YOUR INSTRUCTIONS ->
Pick out each line in these entries that contains the string "STRONG".
** DATASET follows **
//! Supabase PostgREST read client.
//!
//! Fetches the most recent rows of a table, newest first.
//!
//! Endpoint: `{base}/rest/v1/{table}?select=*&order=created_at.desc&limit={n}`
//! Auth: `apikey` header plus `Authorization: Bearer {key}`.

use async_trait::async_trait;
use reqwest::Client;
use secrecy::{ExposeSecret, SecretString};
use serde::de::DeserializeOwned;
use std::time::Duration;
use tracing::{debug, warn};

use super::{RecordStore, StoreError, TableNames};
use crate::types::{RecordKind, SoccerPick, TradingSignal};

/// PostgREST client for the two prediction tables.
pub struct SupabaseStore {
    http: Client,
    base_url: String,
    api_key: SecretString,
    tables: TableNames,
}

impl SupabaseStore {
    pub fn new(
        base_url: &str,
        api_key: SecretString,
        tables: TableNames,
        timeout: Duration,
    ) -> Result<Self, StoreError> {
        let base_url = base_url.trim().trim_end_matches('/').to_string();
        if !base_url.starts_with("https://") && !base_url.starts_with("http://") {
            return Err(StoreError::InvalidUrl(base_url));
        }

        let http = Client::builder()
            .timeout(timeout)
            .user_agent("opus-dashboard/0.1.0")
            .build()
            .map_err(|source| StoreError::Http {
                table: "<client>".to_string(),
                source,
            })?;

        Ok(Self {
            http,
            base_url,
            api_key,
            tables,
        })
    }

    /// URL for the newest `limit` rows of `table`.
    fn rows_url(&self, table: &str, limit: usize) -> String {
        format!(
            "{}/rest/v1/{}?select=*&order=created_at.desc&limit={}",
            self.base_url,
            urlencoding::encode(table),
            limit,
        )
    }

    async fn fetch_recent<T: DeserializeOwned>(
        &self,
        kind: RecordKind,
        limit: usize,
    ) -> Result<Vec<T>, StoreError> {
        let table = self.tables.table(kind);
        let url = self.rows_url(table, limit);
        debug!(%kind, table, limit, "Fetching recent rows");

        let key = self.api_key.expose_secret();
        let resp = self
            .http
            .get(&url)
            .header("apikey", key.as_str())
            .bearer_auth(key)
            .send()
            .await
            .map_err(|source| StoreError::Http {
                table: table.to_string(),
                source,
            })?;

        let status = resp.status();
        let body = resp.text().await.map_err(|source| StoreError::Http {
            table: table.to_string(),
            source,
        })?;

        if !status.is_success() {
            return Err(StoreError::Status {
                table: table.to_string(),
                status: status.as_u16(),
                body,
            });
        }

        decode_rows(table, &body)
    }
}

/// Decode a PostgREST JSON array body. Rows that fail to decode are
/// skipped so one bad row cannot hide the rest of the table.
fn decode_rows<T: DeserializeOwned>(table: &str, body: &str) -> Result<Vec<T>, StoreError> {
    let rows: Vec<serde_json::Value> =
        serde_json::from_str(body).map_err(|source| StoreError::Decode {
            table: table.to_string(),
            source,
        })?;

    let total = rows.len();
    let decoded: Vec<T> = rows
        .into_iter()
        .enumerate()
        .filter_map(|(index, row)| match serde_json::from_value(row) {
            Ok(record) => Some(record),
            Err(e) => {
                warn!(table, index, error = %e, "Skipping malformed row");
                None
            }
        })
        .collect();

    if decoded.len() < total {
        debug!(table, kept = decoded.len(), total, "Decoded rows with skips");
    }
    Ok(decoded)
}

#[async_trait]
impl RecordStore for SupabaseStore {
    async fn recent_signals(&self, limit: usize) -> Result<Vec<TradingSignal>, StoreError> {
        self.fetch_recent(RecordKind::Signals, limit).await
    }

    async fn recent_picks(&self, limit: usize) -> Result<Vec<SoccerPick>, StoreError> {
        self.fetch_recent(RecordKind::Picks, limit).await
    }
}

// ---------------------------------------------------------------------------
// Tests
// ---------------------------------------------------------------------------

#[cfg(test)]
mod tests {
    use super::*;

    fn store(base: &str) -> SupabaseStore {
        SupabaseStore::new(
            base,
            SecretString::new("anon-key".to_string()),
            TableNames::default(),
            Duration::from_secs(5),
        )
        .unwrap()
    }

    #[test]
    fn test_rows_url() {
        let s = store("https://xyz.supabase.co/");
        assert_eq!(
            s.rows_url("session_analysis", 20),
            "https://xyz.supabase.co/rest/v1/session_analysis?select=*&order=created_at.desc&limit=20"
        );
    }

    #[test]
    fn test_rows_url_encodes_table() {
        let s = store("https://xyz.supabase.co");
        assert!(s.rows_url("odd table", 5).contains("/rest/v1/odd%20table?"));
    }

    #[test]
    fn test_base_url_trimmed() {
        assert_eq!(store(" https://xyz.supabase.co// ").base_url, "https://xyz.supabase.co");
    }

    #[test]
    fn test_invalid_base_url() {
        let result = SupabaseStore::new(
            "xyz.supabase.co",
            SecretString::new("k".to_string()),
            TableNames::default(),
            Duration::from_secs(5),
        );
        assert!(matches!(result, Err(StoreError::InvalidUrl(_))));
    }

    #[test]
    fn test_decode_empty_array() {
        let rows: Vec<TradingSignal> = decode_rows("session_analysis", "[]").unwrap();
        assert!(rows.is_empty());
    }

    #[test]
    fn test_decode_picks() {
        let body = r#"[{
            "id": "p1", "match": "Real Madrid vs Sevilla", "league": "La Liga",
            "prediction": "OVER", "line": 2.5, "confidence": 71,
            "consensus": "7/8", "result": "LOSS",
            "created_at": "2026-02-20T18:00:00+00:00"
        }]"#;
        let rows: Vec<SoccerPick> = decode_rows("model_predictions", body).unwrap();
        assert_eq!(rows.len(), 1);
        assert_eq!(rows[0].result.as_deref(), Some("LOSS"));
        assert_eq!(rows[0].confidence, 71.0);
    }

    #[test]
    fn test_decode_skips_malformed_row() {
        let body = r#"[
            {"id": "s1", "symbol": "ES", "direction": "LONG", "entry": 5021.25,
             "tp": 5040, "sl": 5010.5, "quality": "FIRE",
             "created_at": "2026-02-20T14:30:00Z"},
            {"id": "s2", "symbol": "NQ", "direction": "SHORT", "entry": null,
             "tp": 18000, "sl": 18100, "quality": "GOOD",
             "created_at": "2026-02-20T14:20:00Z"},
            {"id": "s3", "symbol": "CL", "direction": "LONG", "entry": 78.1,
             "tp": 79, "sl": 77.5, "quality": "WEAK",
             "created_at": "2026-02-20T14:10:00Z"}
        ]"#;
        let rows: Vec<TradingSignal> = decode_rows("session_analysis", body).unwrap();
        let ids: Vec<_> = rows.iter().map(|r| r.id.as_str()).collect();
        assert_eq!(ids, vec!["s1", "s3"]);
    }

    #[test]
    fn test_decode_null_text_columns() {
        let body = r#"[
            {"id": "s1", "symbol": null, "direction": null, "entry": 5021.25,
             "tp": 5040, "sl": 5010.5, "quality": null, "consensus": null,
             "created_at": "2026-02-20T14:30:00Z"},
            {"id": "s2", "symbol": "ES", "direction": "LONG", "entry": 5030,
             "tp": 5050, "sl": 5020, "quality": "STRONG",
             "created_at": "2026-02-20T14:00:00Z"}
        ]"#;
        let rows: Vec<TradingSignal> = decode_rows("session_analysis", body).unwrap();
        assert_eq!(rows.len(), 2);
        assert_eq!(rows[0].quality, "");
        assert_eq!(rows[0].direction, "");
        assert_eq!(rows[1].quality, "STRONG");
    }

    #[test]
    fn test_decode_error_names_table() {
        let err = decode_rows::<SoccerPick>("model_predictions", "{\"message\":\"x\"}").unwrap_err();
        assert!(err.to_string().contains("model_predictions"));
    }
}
** End of DATASET **
OUTPUT OF THE EXERCISE ->
             "tp": 5050, "sl": 5020, "quality": "STRONG",
        assert_eq!(rows[1].quality, "STRONG");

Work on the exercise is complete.